Ross completed his formal education at the age of 14 to work as an apprentice. His early role included making sand boxes for the Dornoch Golf Club, the club did not receive its Royal title until 1906. In 1893, he spent a year at St. Andrews under the guidance of ‘Old’ Tom Morris, learning the intricacies of running a golf course and understanding the craft of club making. He returned home to Dornoch the following year, being put in charge of ‘maintaining the grounds’ and made head club maker.

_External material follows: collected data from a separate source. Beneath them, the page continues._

//! Core types module - shared data structures and constants
//!
//! Everything here is plain data: board geometry, piece kinds, the command set
//! and the difficulty level. It is shared by the core engine, the input mapping
//! and the terminal renderer.
//!
//! # Board Geometry
//!
//! The board is a flat buffer of `B_ROWS * B_COLS` cells addressed as
//! `row * B_COLS + col`. It carries sentinel cells so collision checks never need
//! bounds arithmetic:
//!
//! | Rows / columns | Meaning |
//! |----------------|---------|
//! | row 0 | hidden top row, shapes anchored on row 1 may poke into it |
//! | rows `A_FIRST..A_LAST` (1..21) | active rows, where pieces fall and rows clear |
//! | row 21 | bottom visible row, permanently occupied floor |
//! | row 22 | hidden row beneath the floor, permanently occupied |
//! | column 0, column `B_COLS - 1` | side walls, permanently occupied |
//!
//! The playable interior is `B_COLS - 2` = 10 cells wide.
//!
//! # Timing
//!
//! The fall interval is `BASE_FALL_US / level` microseconds, so level 1 falls once a
//! second and level 9 roughly nine times a second.
//!
//! # Examples
//!
//! ```
//! use tetris_bsd_types::{Command, Level, B_COLS, INTERIOR_WIDTH, SPAWN_ANCHOR};
//!
//! assert_eq!(INTERIOR_WIDTH, B_COLS - 2);
//! assert_eq!(SPAWN_ANCHOR, B_COLS + B_COLS / 2 - 1);
//!
//! let level = Level::new(4).unwrap();
//! assert_eq!(level.fall_interval().as_micros(), 250_000);
//!
//! assert_eq!(Command::ALL[0], Command::Left);
//! assert_eq!(Command::Quit.label(), "quit");
//! ```

use std::time::Duration;

/// Board width in cells, side walls included.
pub const B_COLS: usize = 12;

/// Board height in cells, hidden rows included.
pub const B_ROWS: usize = 23;

/// Total number of cells in the board buffer.
pub const B_SIZE: usize = B_ROWS * B_COLS;

/// First active row (rows a piece can ever occupy once locked).
pub const A_FIRST: usize = 1;

/// One past the last active row; rows from here down are floor.
pub const A_LAST: usize = 21;

/// Number of active rows.
pub const ACTIVE_ROWS: usize = A_LAST - A_FIRST;

/// First displayed row.
pub const D_FIRST: usize = 1;

/// One past the last displayed row (the visible floor row is the last one shown).
pub const D_LAST: usize = 22;

/// Number of playable cells in one row.
pub const INTERIOR_WIDTH: usize = B_COLS - 2;

/// Anchor index every new piece spawns at: row `A_FIRST`, just left of center.
pub const SPAWN_ANCHOR: usize = A_FIRST * B_COLS + B_COLS / 2 - 1;

/// Lowest selectable level.
pub const MIN_LEVEL: u32 = 1;

/// Highest selectable level.
pub const MAX_LEVEL: u32 = 9;

/// Level used when none is given.
pub const DEFAULT_LEVEL: u32 = 2;

/// Fall interval numerator in microseconds.
pub const BASE_FALL_US: u64 = 1_000_000;

/// Feedback pause after each cleared row (milliseconds).
pub const CLEAR_PAUSE_MS: u64 = 100;

/// Default command keys: left, rotate, right, down, drop, pause, quit.
pub const DEFAULT_KEYS: &str = "15320pq";


/// The seven tetromino piece kinds, in randomizer index order.
#[derive(Debug, Clone, Copy, PartialEq, Eq, Hash)]
pub enum PieceKind {
    Z,
    S,
    T,
    O,
    L,
    J,
    I,
}

impl PieceKind {
    /// All kinds; position in this array is the randomizer's shape index.
    pub const ALL: [PieceKind; 7] = [
        PieceKind::Z,
        PieceKind::S,
        PieceKind::T,
        PieceKind::O,
        PieceKind::L,
        PieceKind::J,
        PieceKind::I,
    ];

    /// Kind for a randomizer index (0..7).
    ///
    /// # Panics
    ///
    /// Panics if `index >= 7`; the randomizer only ever yields indices below 7.
    pub fn from_index(index: usize) -> Self {
        match Self::ALL.get(index) {
            Some(kind) => *kind,
            None => panic!("shape index {index} outside the 7-piece catalog"),
        }
    }
}

/// The seven player commands, bound to keys by a key string.
#[derive(Debug, Clone, Copy, PartialEq, Eq, Hash)]
pub enum Command {
    /// Move piece one column left
    Left,
    /// Rotate piece 90° (counter-clockwise)
    Rotate,
    /// Move piece one column right
    Right,
    /// Move piece one row down, no score
    SoftDrop,
    /// Drop piece to the bottom, one point per row
    HardDrop,
    /// Suspend the game until a key is pressed
    Pause,
    /// End the game
    Quit,
}

impl Command {
    /// Commands in key-string order.
    pub const ALL: [Command; 7] = [
        Command::Left,
        Command::Rotate,
        Command::Right,
        Command::SoftDrop,
        Command::HardDrop,
        Command::Pause,
        Command::Quit,
    ];

    /// Short label used in the key help line.
    pub fn label(&self) -> &'static str {
        match self {
            Command::Left => "left",
            Command::Rotate => "rotate",
            Command::Right => "right",
            Command::SoftDrop => "down",
            Command::HardDrop => "drop",
            Command::Pause => "pause",
            Command::Quit => "quit",
        }
    }
}

/// Difficulty level, always within `MIN_LEVEL..=MAX_LEVEL`.
#[derive(Debug, Clone, Copy, PartialEq, Eq, PartialOrd, Ord, Hash)]
pub struct Level(u32);

impl Level {
    pub fn new(level: u32) -> Result<Self, ConfigError> {
        if !(MIN_LEVEL..=MAX_LEVEL).contains(&level) {
            return Err(ConfigError::LevelOutOfRange {
                level,
                min: MIN_LEVEL,
                max: MAX_LEVEL,
            });
        }
        Ok(Self(level))
    }

    pub fn get(self) -> u32 {
        self.0
    }

    /// Time a piece waits before falling one row.
    pub fn fall_interval(self) -> Duration {
        Duration::from_micros(BASE_FALL_US / u64::from(self.0))
    }
}

impl Default for Level {
    fn default() -> Self {
        Self(DEFAULT_LEVEL)
    }
}

impl std::fmt::Display for Level {
    fn fmt(&self, f: &mut std::fmt::Formatter<'_>) -> std::fmt::Result {
        write!(f, "{}", self.0)
    }
}

/// Startup configuration errors. These are reported before any game state exists.
#[derive(Debug, Clone, PartialEq, Eq, thiserror::Error)]
pub enum ConfigError {
    #[error("level must be from {min} to {max} (got {level})")]
    LevelOutOfRange { level: u32, min: u32, max: u32 },
    #[error("key string must name exactly 7 keys (got {0})")]
    KeyCount(usize),
    #[error("duplicate command keys specified ({0:?})")]
    DuplicateKey(char),
}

Ross received his big break to move to the ‘new land’ in 1899 thanks to an American professor by the name of Robert Wheeler Wilson. Wilson had requested Ross travel across the Atlantic to help spread the gospel of golf. When he arrived in America, he was assigned the task to build and run the Oakley Golf Club in Boston, Massachusetts. The following year, he was approached by the Tuft family to help with an assignment during the winter months at the Pinehurst Golf Resort in North Carolina, which the family had recently taken ownership of.
While he remained at the Oakley Golf Club in Boston for eleven years, the course with which he would become synonymous was taking shape in the Carolinas. By 1907, the famous Pinehurst #2 layout was fully operational, though with sand greens. Bermuda grass greens were not installed until the early 1930’s ahead of the 1936 PGA Championship.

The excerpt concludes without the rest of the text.